> _What you have to do_
As you look over the data below, please find each line where the word "enum" appears, then copy it.

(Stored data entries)
┄┄┄┄┄┄
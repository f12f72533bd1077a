use std::net::SocketAddr;
use std::path::PathBuf;

use clap::{Args, Parser, Subcommand};

#[derive(Parser)]
#[command(
    name = "shelf",
    about = "Shelf: a book catalog with accounts and per-reader reviews",
    version
)]
pub struct Cli {
    #[command(subcommand)]
    pub command: Command,

    /// Log at debug level unless RUST_LOG says otherwise
    #[arg(short, long, global = true)]
    pub verbose: bool,
}

#[derive(Subcommand)]
pub enum Command {
    /// Start the HTTP server
    Serve(ServeArgs),
    /// Create the data directory with an empty user list and a sample catalog
    Init(InitArgs),
    /// Print the effective configuration
    Config(ConfigArgs),
    /// Query the public catalog of a running server
    Books(BooksArgs),
}

/// Where configuration comes from, and flags that override the file.
#[derive(Args, Clone, Debug, Default)]
pub struct ConfigSource {
    /// TOML configuration file
    #[arg(short, long)]
    pub config: Option<PathBuf>,
    /// Directory holding users.json and books.json
    #[arg(long)]
    pub data_dir: Option<PathBuf>,
}

#[derive(Args)]
pub struct ServeArgs {
    #[command(flatten)]
    pub source: ConfigSource,
    /// Address to listen on
    #[arg(long)]
    pub bind: Option<SocketAddr>,
    /// Secret used to sign session tokens
    #[arg(long, env = "SHELF_TOKEN_SECRET", hide_env_values = true)]
    pub secret: Option<String>,
}

#[derive(Args)]
pub struct InitArgs {
    #[command(flatten)]
    pub source: ConfigSource,
    /// Overwrite existing data files
    #[arg(long)]
    pub force: bool,
}

#[derive(Args)]
pub struct ConfigArgs {
    #[command(flatten)]
    pub source: ConfigSource,
}

#[derive(Args)]
pub struct BooksArgs {
    /// Base URL of the Shelf server
    #[arg(long, global = true, env = "SHELF_URL", default_value = shelf_client::DEFAULT_BASE_URL)]
    pub url: String,
    #[command(subcommand)]
    pub query: BooksQuery,
}

#[derive(Subcommand, Debug, PartialEq, Eq)]
pub enum BooksQuery {
    /// List every book
    List,
    /// Look up one book by ISBN
    Isbn { isbn: String },
    /// Books whose author contains the text, ignoring case
    Author { author: String },
    /// Books whose title contains the text, ignoring case
    Title { title: String },
    /// Reviews of one book, keyed by username
    Reviews { isbn: String },
}

#[cfg(test)]
mod tests {
    use super::*;

    #[test]
    fn parse_serve_defaults() {
        let cli = Cli::try_parse_from(["shelf", "serve"]).unwrap();
        if let Command::Serve(args) = cli.command {
            assert!(args.bind.is_none());
            assert!(args.source.config.is_none());
        } else {
            panic!("wrong command");
        }
    }

    #[test]
    fn parse_serve_overrides() {
        let cli = Cli::try_parse_from([
            "shelf",
            "serve",
            "--bind",
            "0.0.0.0:8080",
            "--data-dir",
            "/srv/shelf",
            "--secret",
            "s3cret",
            "-c",
            "shelf.toml",
        ])
        .unwrap();
        if let Command::Serve(args) = cli.command {
            assert_eq!(args.bind, Some("0.0.0.0:8080".parse().unwrap()));
            assert_eq!(args.source.data_dir, Some(PathBuf::from("/srv/shelf")));
            assert_eq!(args.secret.as_deref(), Some("s3cret"));
            assert_eq!(args.source.config, Some(PathBuf::from("shelf.toml")));
        } else {
            panic!("wrong command");
        }
    }

    #[test]
    fn parse_serve_rejects_bad_address() {
        assert!(Cli::try_parse_from(["shelf", "serve", "--bind", "nowhere"]).is_err());
    }

    #[test]
    fn parse_init_force() {
        let cli = Cli::try_parse_from(["shelf", "init", "--force", "--data-dir", "d"]).unwrap();
        if let Command::Init(args) = cli.command {
            assert!(args.force);
            assert_eq!(args.source.data_dir, Some(PathBuf::from("d")));
        } else {
            panic!("wrong command");
        }
    }

    #[test]
    fn parse_config() {
        let cli = Cli::try_parse_from(["shelf", "config"]).unwrap();
        assert!(matches!(cli.command, Command::Config(_)));
    }

    fn parse_books(args: &[&str]) -> BooksArgs {
        let argv = ["shelf", "books"].iter().chain(args).copied();
        match Cli::try_parse_from(argv).unwrap().command {
            Command::Books(args) => args,
            _ => panic!("wrong command"),
        }
    }

    #[test]
    fn parse_books_queries() {
        let args = parse_books(&["list"]);
        assert_eq!(args.query, BooksQuery::List);
        assert_eq!(args.url, shelf_client::DEFAULT_BASE_URL);

        assert_eq!(
            parse_books(&["isbn", "9780143127741"]).query,
            BooksQuery::Isbn { isbn: "9780143127741".into() }
        );
        assert_eq!(
            parse_books(&["author", "Daniel Kahneman"]).query,
            BooksQuery::Author { author: "Daniel Kahneman".into() }
        );
        assert_eq!(
            parse_books(&["title", "Alchemist"]).query,
            BooksQuery::Title { title: "Alchemist".into() }
        );
        assert_eq!(
            parse_books(&["reviews", "9780143127741"]).query,
            BooksQuery::Reviews { isbn: "9780143127741".into() }
        );
    }

    #[test]
    fn parse_books_url_before_or_after_query() {
        assert_eq!(parse_books(&["--url", "http://shelf:8080", "list"]).url, "http://shelf:8080");
        assert_eq!(parse_books(&["list", "--url", "http://shelf:8080"]).url, "http://shelf:8080");
    }

    #[test]
    fn parse_books_requires_query_argument() {
        assert!(Cli::try_parse_from(["shelf", "books"]).is_err());
        assert!(Cli::try_parse_from(["shelf", "books", "isbn"]).is_err());
    }

    #[test]
    fn parse_verbose() {
        let cli = Cli::try_parse_from(["shelf", "--verbose", "config"]).unwrap();
        assert!(cli.verbose);
        let cli = Cli::try_parse_from(["shelf", "init", "-v"]).unwrap();
        assert!(cli.verbose);
    }
}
┄┄┄┄┄┄
> _Task result_
pub enum Command {
pub enum BooksQuery {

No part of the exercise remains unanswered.